Boris Johnson hopes Tory MPs will back his plans to fix social services in England on Wednesday.
The Prime Minister reneged on his election promise by increase national insurance contributions to deal with the NHS backlog accumulated during Covid and to implement a long overdue reform of the welfare system in England.
What has Boris Johnson announced?
A UK-wide levy of 1.25% on health and social care based on National Insurance (NI) contributions will be introduced, earmarked for health and social care.
It will also apply to people working above the state Pension age.
The UK government will increase dividend tax rates by 1.25% to help fund the program.
Boris Johnson said the state should target its aid to protect people from the “catastrophic fear of losing everything to pay for the cost of their care,” adding, “This is what this government will do.”
How will the changes keep costs low?
Currently, anyone in England with assets over £ 23,250 must pay for their care in full.
As of October 2023, people starting adult welfare in England will pay no more than £ 86,000 for their own care in their lifetime.

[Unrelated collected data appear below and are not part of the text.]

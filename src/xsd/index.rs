//! Schema indexing
//!
//! Re-parses an emitted schema into dictionaries the converter can walk:
//! by-name maps over simple types, complex types, and top-level elements,
//! plus by-path dictionaries keyed by dotted tag paths from each top-level
//! element. The converter never touches the schema tree itself; it drives
//! entirely off these tables.

use std::collections::HashMap;

use crate::document::Element;
use crate::error::{Error, Result};

/// Classified kind of a referenced type name
#[derive(Debug, Clone, Copy, PartialEq, Eq)]
pub enum Kind {
    /// Unclassifiable
    None,
    /// Passthrough
    Any,
    /// Null (empty string content)
    Null,
    /// Boolean
    Bool,
    /// Integral number
    Integer,
    /// Decimal number
    Double,
    /// Plain string
    Str,
    /// Recognized date
    Date,
    /// Recognized time
    Time,
    /// Recognized date-time
    DateTime,
    /// Recognized URI
    Uri,
    /// Integer carried as a string
    IntegerString,
    /// Boolean carried as a string
    BoolString,
    /// Union of primitive kinds
    Union,
    /// Array complex type
    Array,
    /// Class complex type
    Class,
}

/// One declared property of a class complex type
#[derive(Debug, Clone, PartialEq)]
pub struct PropertyInfo {
    /// Referenced type name
    pub type_name: String,
    /// True when the declaration carries `minOccurs="0"`
    pub optional: bool,
    /// Classified kind of the referenced type
    pub kind: Kind,
}

/// The item shape of an array complex type
#[derive(Debug, Clone, PartialEq)]
pub struct ArrayInfo {
    /// Tag of the repeated item element
    pub item_tag: String,
    /// Referenced item type name
    pub item_type: String,
    /// Classified kind of the item type
    pub item_kind: Kind,
}

#[derive(Default)]
struct PathTables {
    objects: HashMap<String, Vec<(String, PropertyInfo)>>,
    arrays: HashMap<String, ArrayInfo>,
    unions: HashMap<String, Vec<Kind>>,
}

/// Dictionaries extracted from an emitted schema
pub struct XsdIndex {
    simple_types: HashMap<String, Element>,
    complex_types: HashMap<String, Element>,
    elements: Vec<(String, String)>,
    objects_by_path: HashMap<String, Vec<(String, PropertyInfo)>>,
    arrays_by_path: HashMap<String, ArrayInfo>,
    unions_by_path: HashMap<String, Vec<Kind>>,
}

impl XsdIndex {
    /// Parse schema text and build all dictionaries
    pub fn parse(xsd: &str) -> Result<Self> {
        Self::from_document(&Element::parse(xsd)?)
    }

    /// Build all dictionaries from a parsed schema document
    pub fn from_document(schema: &Element) -> Result<Self> {
        if schema.local_name() != "schema" {
            return Err(Error::Xml(format!(
                "expected schema root, found <{}>",
                schema.tag
            )));
        }

        let mut simple_types = HashMap::new();
        let mut complex_types = HashMap::new();
        let mut elements = Vec::new();

        for child in &schema.children {
            match (child.local_name(), child.get_attribute("name")) {
                ("simpleType", Some(name)) => {
                    simple_types.insert(name.to_string(), child.clone());
                }
                ("complexType", Some(name)) => {
                    complex_types.insert(name.to_string(), child.clone());
                }
                ("element", Some(name)) => {
                    let type_name = child.get_attribute("type").ok_or_else(|| {
                        Error::Xml(format!("top-level element '{}' has no type", name))
                    })?;
                    elements.push((name.to_string(), type_name.to_string()));
                }
                _ => {}
            }
        }

        let mut index = Self {
            simple_types,
            complex_types,
            elements,
            objects_by_path: HashMap::new(),
            arrays_by_path: HashMap::new(),
            unions_by_path: HashMap::new(),
        };

        let mut tables = PathTables::default();
        for (tag, type_name) in index.elements.clone() {
            let mut stack = Vec::new();
            index.descend(tag, &type_name, &mut stack, &mut tables);
        }

        index.objects_by_path = tables.objects;
        index.arrays_by_path = tables.arrays;
        index.unions_by_path = tables.unions;
        Ok(index)
    }

    /// Classify a referenced type name
    pub fn classify(&self, type_name: &str) -> Kind {
        if let Some(kind) = primitive_kind(type_name) {
            return kind;
        }
        if self.union_members(type_name).is_some() {
            return Kind::Union;
        }
        if self.array_info(type_name).is_some() {
            return Kind::Array;
        }
        if self.class_properties(type_name).is_some() {
            return Kind::Class;
        }
        Kind::None
    }

    /// Top-level element declarations in schema order
    pub fn elements(&self) -> &[(String, String)] {
        &self.elements
    }

    /// Type referenced by a top-level element
    pub fn element_type(&self, tag: &str) -> Option<&str> {
        self.elements
            .iter()
            .find(|(name, _)| name == tag)
            .map(|(_, ty)| ty.as_str())
    }

    /// Class properties at a dotted path
    pub fn object_at(&self, path: &str) -> Option<&[(String, PropertyInfo)]> {
        self.objects_by_path.get(path).map(|v| v.as_slice())
    }

    /// Array shape at a dotted path
    pub fn array_at(&self, path: &str) -> Option<&ArrayInfo> {
        self.arrays_by_path.get(path)
    }

    /// Union member kinds at a dotted path
    pub fn union_at(&self, path: &str) -> Option<&[Kind]> {
        self.unions_by_path.get(path).map(|v| v.as_slice())
    }

    fn descend(
        &self,
        path: String,
        type_name: &str,
        stack: &mut Vec<String>,
        tables: &mut PathTables,
    ) {
        match self.classify(type_name) {
            Kind::Union => {
                if let Some(members) = self.union_members(type_name) {
                    tables.unions.insert(path, members);
                }
            }
            Kind::Array => {
                let Some(info) = self.array_info(type_name) else {
                    return;
                };
                let item_path = format!("{}.{}", path, info.item_tag);
                let item_type = info.item_type.clone();
                tables.arrays.insert(path, info);

                // recursion through named types is what a cyclic graph
                // looks like here; one unrolling is enough
                if !stack.iter().any(|s| s == type_name) {
                    stack.push(type_name.to_string());
                    self.descend(item_path, &item_type, stack, tables);
                    stack.pop();
                }
            }
            Kind::Class => {
                let Some(properties) = self.class_properties(type_name) else {
                    return;
                };
                if !stack.iter().any(|s| s == type_name) {
                    stack.push(type_name.to_string());
                    for (prop_name, info) in &properties {
                        let prop_path = format!("{}.{}", path, prop_name);
                        self.descend(prop_path, &info.type_name, stack, tables);
                    }
                    stack.pop();
                }
                tables.objects.insert(path, properties);
            }
            _ => {} // primitives are leaves
        }
    }

    /// Ordered member kinds when the name is a primitive-membered union
    fn union_members(&self, type_name: &str) -> Option<Vec<Kind>> {
        let union = self.simple_types.get(type_name)?.find_child("union")?;

        let mut members = Vec::with_capacity(union.children.len());
        for wrapper in &union.children {
            let base = wrapper.find_child("restriction")?.get_attribute("base")?;
            members.push(primitive_kind(base)?);
        }
        Some(members)
    }

    /// Item shape when the name is an array complex type
    fn array_info(&self, type_name: &str) -> Option<ArrayInfo> {
        let sequence = self.complex_types.get(type_name)?.find_child("sequence")?;
        let item = sequence.find_child("element")?;

        if item.get_attribute("maxOccurs") != Some("unbounded")
            || item.get_attribute("minOccurs") != Some("0")
        {
            return None;
        }

        let item_tag = item.get_attribute("name")?.to_string();
        let item_type = item.get_attribute("type")?.to_string();
        let item_kind = self.classify(&item_type);
        Some(ArrayInfo {
            item_tag,
            item_type,
            item_kind,
        })
    }

    /// Ordered property map when the name is a class complex type
    fn class_properties(&self, type_name: &str) -> Option<Vec<(String, PropertyInfo)>> {
        let all = self.complex_types.get(type_name)?.find_child("all")?;

        let mut properties = Vec::with_capacity(all.children.len());
        for child in &all.children {
            if child.local_name() != "element" {
                continue;
            }
            let name = child.get_attribute("name")?.to_string();
            let prop_type = child.get_attribute("type")?.to_string();
            let optional = child.get_attribute("minOccurs") == Some("0");
            let kind = self.classify(&prop_type);
            properties.push((
                name,
                PropertyInfo {
                    type_name: prop_type,
                    optional,
                    kind,
                },
            ));
        }
        Some(properties)
    }
}

/// Kind for a known primitive type mapping
fn primitive_kind(type_name: &str) -> Option<Kind> {
    match type_name {
        "xsd:string" => Some(Kind::Str),
        "xsd:integer" => Some(Kind::Integer),
        "xsd:decimal" => Some(Kind::Double),
        "xsd:boolean" => Some(Kind::Bool),
        "xsd:date" => Some(Kind::Date),
        "xsd:time" => Some(Kind::Time),
        "xsd:dateTime" => Some(Kind::DateTime),
        "nullType" => Some(Kind::Null),
        "dateType" => Some(Kind::Date),
        "timeType" => Some(Kind::Time),
        "uriType" => Some(Kind::Uri),
        "integerStringType" => Some(Kind::IntegerString),
        "booleanStringType" => Some(Kind::BoolString),
        _ => None,
    }
}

Those with assets of less than £ 20,000 will not have to make any contribution towards their care from their savings or the value of their home. People with between £ 20,000 and £ 100,000 will be eligible for means-tested assistance.
How will the increase in national insurance affect my payslip?
The additional contributions will be indicated on the payslips.
A typical base rate taxpayer earning £ 24,100 will contribute around £ 180 in 2022-2023, while a typical higher rate taxpayer earning £ 67,100 will contribute £ 715.
A person with a salary of £ 50,000, on the other hand, could pay just over £ 500 more in annual contributions to NI next year, while an employee with £ 20,000 could pay an additional £ 130.
A worker with £ 100,000 could see their contributions increase by over £ 1,000 next year while a worker with £ 30,000 could see their contributions increase by around £ 250.
Who will not have to pay extra?
The government has said the progressive nature of the tax means 6.2 million people earning less than a threshold of £ 9,568 in 2021-2022 will not pay the tax.